=== Begin Enclosure ===
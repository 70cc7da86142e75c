use anyhow::{Context, Result};
use async_trait::async_trait;
use std::time::Duration;

use crate::error::AppError;
use crate::notify::AlertSender;

use super::types::{TwilioApiErrorResponse, TwilioMessageResponse};

pub struct TwilioClient {
    http: reqwest::Client,
    base_url: String,
    account_sid: String,
    auth_token: String,
    from: String,
    to: String,
}

impl TwilioClient {
    pub fn new(
        base_url: &str,
        account_sid: &str,
        auth_token: &str,
        from: &str,
        to: &str,
        timeout: Duration,
    ) -> Result<Self> {
        let http = reqwest::Client::builder()
            .timeout(timeout)
            .build()
            .context("failed to build messaging HTTP client")?;
        Ok(Self {
            http,
            base_url: base_url.trim_end_matches('/').to_string(),
            account_sid: account_sid.to_string(),
            auth_token: auth_token.to_string(),
            from: from.to_string(),
            to: to.to_string(),
        })
    }

    fn messages_url(&self) -> String {
        format!(
            "{}/2010-04-01/Accounts/{}/Messages.json",
            self.base_url, self.account_sid
        )
    }

    pub async fn create_message(&self, body: &str) -> Result<TwilioMessageResponse> {
        tracing::debug!(to = %self.to, "Sending message");
        let resp = self
            .http
            .post(self.messages_url())
            .basic_auth(&self.account_sid, Some(&self.auth_token))
            .form(&[("From", self.from.as_str()), ("To", self.to.as_str()), ("Body", body)])
            .send()
            .await
            .context("create_message HTTP failed")?;

        if !resp.status().is_success() {
            let status = resp.status();
            let text = resp.text().await.unwrap_or_default();
            if let Ok(err) = serde_json::from_str::<TwilioApiErrorResponse>(&text) {
                return Err(AppError::MessagingApi {
                    code: err.code,
                    msg: err.message,
                }
                .into());
            }
            return Err(anyhow::anyhow!("Message request failed ({}): {}", status, text));
        }

        let message: TwilioMessageResponse = resp
            .json()
            .await
            .context("failed to decode message response")?;
        tracing::debug!(
            sid = %message.sid,
            status = message.status.as_deref().unwrap_or("unknown"),
            "Message accepted"
        );
        Ok(message)
    }
}

#[async_trait]
impl AlertSender for TwilioClient {
    async fn send(&self, body: &str) -> Result<String> {
        Ok(self.create_message(body).await?.sid)
    }
}
use anyhow::{bail, ensure, Context, Result};
use serde::Deserialize;
use std::path::Path;
use std::time::Duration;

use crate::model::band::ThresholdBand;
use crate::notify::AlertPolicy;

pub const DEFAULT_CONFIG_PATH: &str = "config/default.toml";
pub const CONFIG_PATH_ENV: &str = "BAND_WATCH_CONFIG";
pub const TWILIO_SID_ENV: &str = "TWILIO_SID";
pub const TWILIO_AUTH_TOKEN_ENV: &str = "TWILIO_AUTH_TOKEN";

#[derive(Debug, Clone, Deserialize)]
pub struct Config {
    pub market: MarketConfig,
    pub candles: CandleConfig,
    pub band: BandConfig,
    pub notify: NotifyConfig,
    pub ui: UiConfig,
    pub logging: LoggingConfig,
}

#[derive(Debug, Clone, Deserialize)]
pub struct MarketConfig {
    pub ticker_url: String,
    pub symbol: String,
    pub poll_interval_ms: u64,
    pub request_timeout_ms: u64,
}

#[derive(Debug, Clone, Deserialize)]
pub struct CandleConfig {
    pub interval: String,
    pub max_candles: usize,
}

#[derive(Debug, Clone, Deserialize)]
pub struct BandConfig {
    pub low: f64,
    pub high: f64,
    #[serde(default = "default_band_step")]
    pub step: f64,
}

#[derive(Debug, Clone, Deserialize)]
pub struct NotifyConfig {
    pub enabled: bool,
    pub api_base_url: String,
    pub from: String,
    pub to: String,
    #[serde(default = "default_notify_timeout_ms")]
    pub request_timeout_ms: u64,
    #[serde(default)]
    pub policy: AlertPolicy,
    #[serde(skip)]
    pub account_sid: String,
    #[serde(skip)]
    pub auth_token: String,
}

#[derive(Debug, Clone, Deserialize)]
pub struct UiConfig {
    pub refresh_rate_ms: u64,
    pub chart_height: u16,
}

#[derive(Debug, Clone, Deserialize)]
pub struct LoggingConfig {
    pub level: String,
}

fn default_band_step() -> f64 {
    10.0
}

fn default_notify_timeout_ms() -> u64 {
    10_000
}

/// Parse a candle interval string (e.g. "30s", "1m", "1h", "1d", "1w", "1M") into milliseconds.
pub fn parse_interval_ms(s: &str) -> Result<u64> {
    let Some((split, _)) = s.char_indices().last().filter(|(i, _)| *i > 0) else {
        bail!("invalid interval '{}': expected format like '1m'", s);
    };

    let (num_str, suffix) = s.split_at(split);
    let n: u64 = num_str
        .parse()
        .with_context(|| format!("invalid interval '{}': quantity must be a positive integer", s))?;
    ensure!(n > 0, "invalid interval '{}': quantity must be > 0", s);

    let unit_ms = match suffix {
        "s" => 1_000,
        "m" => 60_000,
        "h" => 3_600_000,
        "d" => 86_400_000,
        "w" => 7 * 86_400_000,
        "M" => 30 * 86_400_000,
        _ => bail!(
            "invalid interval '{}': unsupported suffix '{}', expected one of s/m/h/d/w/M",
            s,
            suffix
        ),
    };

    n.checked_mul(unit_ms)
        .with_context(|| format!("invalid interval '{}': value is too large", s))
}

impl MarketConfig {
    /// Market identifier as it appears in the ticker list.
    pub fn market_symbol(&self) -> String {
        self.symbol.trim().to_ascii_uppercase()
    }

    pub fn poll_interval(&self) -> Duration {
        Duration::from_millis(self.poll_interval_ms)
    }

    pub fn request_timeout(&self) -> Duration {
        Duration::from_millis(self.request_timeout_ms)
    }
}

impl CandleConfig {
    pub fn window_ms(&self) -> Result<u64> {
        parse_interval_ms(&self.interval)
    }
}

impl BandConfig {
    pub fn to_band(&self) -> Result<ThresholdBand> {
        Ok(ThresholdBand::new(self.low, self.high)?)
    }
}

impl NotifyConfig {
    pub fn request_timeout(&self) -> Duration {
        Duration::from_millis(self.request_timeout_ms)
    }

    /// Fill the credential fields from `lookup` (normally the process environment).
    /// Only required when notifications are enabled.
    pub fn load_credentials<F>(&mut self, lookup: F) -> Result<()>
    where
        F: Fn(&str) -> Option<String>,
    {
        if !self.enabled {
            return Ok(());
        }
        self.account_sid = lookup(TWILIO_SID_ENV)
            .filter(|v| !v.trim().is_empty())
            .with_context(|| format!("{} not set in .env or environment", TWILIO_SID_ENV))?;
        self.auth_token = lookup(TWILIO_AUTH_TOKEN_ENV)
            .filter(|v| !v.trim().is_empty())
            .with_context(|| {
                format!("{} not set in .env or environment", TWILIO_AUTH_TOKEN_ENV)
            })?;
        Ok(())
    }
}

impl Config {
    pub fn load() -> Result<Self> {
        dotenvy::dotenv().ok();

        let path = std::env::var(CONFIG_PATH_ENV).unwrap_or_else(|_| DEFAULT_CONFIG_PATH.to_string());
        let mut config = Self::load_from(Path::new(&path))?;
        config
            .notify
            .load_credentials(|key| std::env::var(key).ok())?;
        config.validate()?;
        Ok(config)
    }

    pub fn load_from(path: &Path) -> Result<Self> {
        let config_str = std::fs::read_to_string(path)
            .with_context(|| format!("failed to read {}", path.display()))?;
        toml::from_str(&config_str).with_context(|| format!("failed to parse {}", path.display()))
    }

    pub fn validate(&self) -> Result<()> {
        url::Url::parse(&self.market.ticker_url).context("market.ticker_url is not a valid URL")?;
        ensure!(
            !self.market.market_symbol().is_empty(),
            "market.symbol must not be empty"
        );
        ensure!(
            self.market.poll_interval_ms > 0,
            "market.poll_interval_ms must be > 0"
        );
        ensure!(
            self.market.request_timeout_ms > 0,
            "market.request_timeout_ms must be > 0"
        );

        self.candles
            .window_ms()
            .context("candles.interval is invalid")?;
        ensure!(self.candles.max_candles > 0, "candles.max_candles must be > 0");

        self.band.to_band().context("band is invalid")?;
        ensure!(
            self.band.step.is_finite() && self.band.step > 0.0,
            "band.step must be a positive number"
        );

        ensure!(self.ui.chart_height >= 4, "ui.chart_height must be >= 4");

        if let AlertPolicy::Cooldown { cooldown_secs } = self.notify.policy {
            ensure!(cooldown_secs > 0, "notify.policy.cooldown_secs must be > 0");
        }
        if self.notify.enabled {
            url::Url::parse(&self.notify.api_base_url)
                .context("notify.api_base_url is not a valid URL")?;
            ensure!(
                !self.notify.from.trim().is_empty() && !self.notify.to.trim().is_empty(),
                "notify.from and notify.to must be set when notifications are enabled"
            );
            ensure!(
                !self.notify.account_sid.is_empty() && !self.notify.auth_token.is_empty(),
                "messaging credentials missing: set {} and {}",
                TWILIO_SID_ENV,
                TWILIO_AUTH_TOKEN_ENV
            );
        }
        Ok(())
    }
}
=== End Enclosure ===
What the task requires
Filter the data above, keeping only lines that include the string "high".

Solution to the problem
    pub high: f64,
        Ok(ThresholdBand::new(self.low, self.high)?)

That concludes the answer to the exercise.